● The task:
Without changing a single character, write out every record below.

BEGIN Supplied data

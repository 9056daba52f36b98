//! Result sorting for query execution
//!
//! Multi-key sort over result rows. The first key whose values differ
//! decides; direction flips the whole comparison.

use std::cmp::Ordering;

use crate::dataset::{FieldValue, ResultRow};
use crate::planner::{SortDirection, SortSpec};

/// Sorts result rows
pub struct ResultSorter;

impl ResultSorter {
    /// Sorts rows according to the sort specification.
    ///
    /// Sort is stable: rows equal on every key keep their relative order.
    pub fn sort(rows: &mut [ResultRow], sort_spec: &SortSpec) {
        if sort_spec.is_empty() {
            return;
        }

        rows.sort_by(|a, b| {
            let ordering = Self::compare_rows(a, b, &sort_spec.keys);

            match sort_spec.direction {
                SortDirection::Ascending => ordering,
                SortDirection::Descending => ordering.reverse(),
            }
        });
    }

    fn compare_rows(a: &ResultRow, b: &ResultRow, keys: &[String]) -> Ordering {
        keys.iter()
            .map(|key| Self::compare_values(a.get(key), b.get(key)))
            .find(|ordering| ordering.is_ne())
            .unwrap_or(Ordering::Equal)
    }

    /// Missing values sort first
    fn compare_values(a: Option<&FieldValue>, b: Option<&FieldValue>) -> Ordering {
        match (a, b) {
            (None, None) => Ordering::Equal,
            (None, Some(_)) => Ordering::Less,
            (Some(_), None) => Ordering::Greater,
            (Some(a), Some(b)) => a.compare(b),
        }
    }
}

#[cfg(test)]
mod tests {
    use super::*;

    fn make_row(dept: &str, avg: f64, tag: &str) -> ResultRow {
        let mut row = ResultRow::new();
        row.push("courses_dept", FieldValue::from(dept));
        row.push("courses_avg", FieldValue::Number(avg));
        row.push("tag", FieldValue::from(tag));
        row
    }

    fn tags(rows: &[ResultRow]) -> Vec<&str> {
        rows.iter()
            .map(|r| r.get("tag").and_then(FieldValue::as_text).unwrap_or(""))
            .collect()
    }

    #[test]
    fn test_sort_ascending() {
        let mut rows = vec![
            make_row("c", 30.0, "c"),
            make_row("a", 20.0, "a"),
            make_row("b", 25.0, "b"),
        ];

        ResultSorter::sort(&mut rows, &SortSpec::asc("courses_avg"));

        assert_eq!(tags(&rows), vec!["a", "b", "c"]);
    }

    #[test]
    fn test_sort_descending_text() {
        let mut rows = vec![
            make_row("b", 1.0, "b"),
            make_row("c", 1.0, "c"),
            make_row("a", 1.0, "a"),
        ];

        let spec = SortSpec::new(SortDirection::Descending, vec!["courses_dept".to_string()]);
        ResultSorter::sort(&mut rows, &spec);

        assert_eq!(tags(&rows), vec!["c", "b", "a"]);
    }

    #[test]
    fn test_sort_multi_key() {
        let mut rows = vec![
            make_row("math", 70.0, "m70"),
            make_row("cpsc", 80.0, "c80"),
            make_row("cpsc", 90.0, "c90"),
        ];

        let spec = SortSpec::new(
            SortDirection::Ascending,
            vec!["courses_dept".to_string(), "courses_avg".to_string()],
        );
        ResultSorter::sort(&mut rows, &spec);
        assert_eq!(tags(&rows), vec!["c80", "c90", "m70"]);

        let spec = SortSpec::new(
            SortDirection::Descending,
            vec!["courses_dept".to_string(), "courses_avg".to_string()],
        );
        ResultSorter::sort(&mut rows, &spec);
        assert_eq!(tags(&rows), vec!["m70", "c90", "c80"]);
    }

    #[test]
    fn test_sort_stable() {
        // Same avg, original order preserved
        let mut rows = vec![
            make_row("x", 25.0, "a"),
            make_row("y", 25.0, "b"),
            make_row("z", 25.0, "c"),
        ];

        ResultSorter::sort(&mut rows, &SortSpec::asc("courses_avg"));
        assert_eq!(tags(&rows), vec!["a", "b", "c"]);

        let spec = SortSpec::new(SortDirection::Descending, vec!["courses_avg".to_string()]);
        ResultSorter::sort(&mut rows, &spec);
        assert_eq!(tags(&rows), vec!["a", "b", "c"]);
    }

    #[test]
    fn test_no_keys_keeps_order() {
        let mut rows = vec![make_row("b", 2.0, "b"), make_row("a", 1.0, "a")];
        ResultSorter::sort(&mut rows, &SortSpec::default());
        assert_eq!(tags(&rows), vec!["b", "a"]);
    }
}
//! insightdb CLI entry point
//!
//! This is a minimal entrypoint that:
//! 1. Delegates parsing and dispatch to cli::run
//! 2. Prints fatal errors to stderr
//! 3. Exits with non-zero on failure

use insightdb::cli;

fn main() {
    if let Err(e) = cli::run() {
        eprintln!("{}", e);
        std::process::exit(1);
    }
}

END Supplied data

● Task result:
repository 9056daba52f36b98
//! Result sorting for query execution
//!
//! Multi-key sort over result rows. The first key whose values differ
//! decides; direction flips the whole comparison.

use std::cmp::Ordering;

use crate::dataset::{FieldValue, ResultRow};
use crate::planner::{SortDirection, SortSpec};

/// Sorts result rows
pub struct ResultSorter;

impl ResultSorter {
    /// Sorts rows according to the sort specification.
    ///
    /// Sort is stable: rows equal on every key keep their relative order.
    pub fn sort(rows: &mut [ResultRow], sort_spec: &SortSpec) {
        if sort_spec.is_empty() {
            return;
        }

        rows.sort_by(|a, b| {
            let ordering = Self::compare_rows(a, b, &sort_spec.keys);

            match sort_spec.direction {
                SortDirection::Ascending => ordering,
                SortDirection::Descending => ordering.reverse(),
            }
        });
    }

    fn compare_rows(a: &ResultRow, b: &ResultRow, keys: &[String]) -> Ordering {
        keys.iter()
            .map(|key| Self::compare_values(a.get(key), b.get(key)))
            .find(|ordering| ordering.is_ne())
            .unwrap_or(Ordering::Equal)
    }

    /// Missing values sort first
    fn compare_values(a: Option<&FieldValue>, b: Option<&FieldValue>) -> Ordering {
        match (a, b) {
            (None, None) => Ordering::Equal,
            (None, Some(_)) => Ordering::Less,
            (Some(_), None) => Ordering::Greater,
            (Some(a), Some(b)) => a.compare(b),
        }
    }
}

#[cfg(test)]
mod tests {
    use super::*;

    fn make_row(dept: &str, avg: f64, tag: &str) -> ResultRow {
        let mut row = ResultRow::new();
        row.push("courses_dept", FieldValue::from(dept));
        row.push("courses_avg", FieldValue::Number(avg));
        row.push("tag", FieldValue::from(tag));
        row
    }

    fn tags(rows: &[ResultRow]) -> Vec<&str> {
        rows.iter()
            .map(|r| r.get("tag").and_then(FieldValue::as_text).unwrap_or(""))
            .collect()
    }

    #[test]
    fn test_sort_ascending() {
        let mut rows = vec![
            make_row("c", 30.0, "c"),
            make_row("a", 20.0, "a"),
            make_row("b", 25.0, "b"),
        ];

        ResultSorter::sort(&mut rows, &SortSpec::asc("courses_avg"));

        assert_eq!(tags(&rows), vec!["a", "b", "c"]);
    }

    #[test]
    fn test_sort_descending_text() {
        let mut rows = vec![
            make_row("b", 1.0, "b"),
            make_row("c", 1.0, "c"),
            make_row("a", 1.0, "a"),
        ];

        let spec = SortSpec::new(SortDirection::Descending, vec!["courses_dept".to_string()]);
        ResultSorter::sort(&mut rows, &spec);

        assert_eq!(tags(&rows), vec!["c", "b", "a"]);
    }

    #[test]
    fn test_sort_multi_key() {
        let mut rows = vec![
            make_row("math", 70.0, "m70"),
            make_row("cpsc", 80.0, "c80"),
            make_row("cpsc", 90.0, "c90"),
        ];

        let spec = SortSpec::new(
            SortDirection::Ascending,
            vec!["courses_dept".to_string(), "courses_avg".to_string()],
        );
        ResultSorter::sort(&mut rows, &spec);
        assert_eq!(tags(&rows), vec!["c80", "c90", "m70"]);

        let spec = SortSpec::new(
            SortDirection::Descending,
            vec!["courses_dept".to_string(), "courses_avg".to_string()],
        );
        ResultSorter::sort(&mut rows, &spec);
        assert_eq!(tags(&rows), vec!["m70", "c90", "c80"]);
    }

    #[test]
    fn test_sort_stable() {
        // Same avg, original order preserved
        let mut rows = vec![
            make_row("x", 25.0, "a"),
            make_row("y", 25.0, "b"),
            make_row("z", 25.0, "c"),
        ];

        ResultSorter::sort(&mut rows, &SortSpec::asc("courses_avg"));
        assert_eq!(tags(&rows), vec!["a", "b", "c"]);

        let spec = SortSpec::new(SortDirection::Descending, vec!["courses_avg".to_string()]);
        ResultSorter::sort(&mut rows, &spec);
        assert_eq!(tags(&rows), vec!["a", "b", "c"]);
    }

    #[test]
    fn test_no_keys_keeps_order() {
        let mut rows = vec![make_row("b", 2.0, "b"), make_row("a", 1.0, "a")];
        ResultSorter::sort(&mut rows, &SortSpec::default());
        assert_eq!(tags(&rows), vec!["b", "a"]);
    }
}
//! insightdb CLI entry point
//!
//! This is a minimal entrypoint that:
//! 1. Delegates parsing and dispatch to cli::run
//! 2. Prints fatal errors to stderr
//! 3. Exits with non-zero on failure

use insightdb::cli;

fn main() {
    if let Err(e) = cli::run() {
        eprintln!("{}", e);
        std::process::exit(1);
    }
}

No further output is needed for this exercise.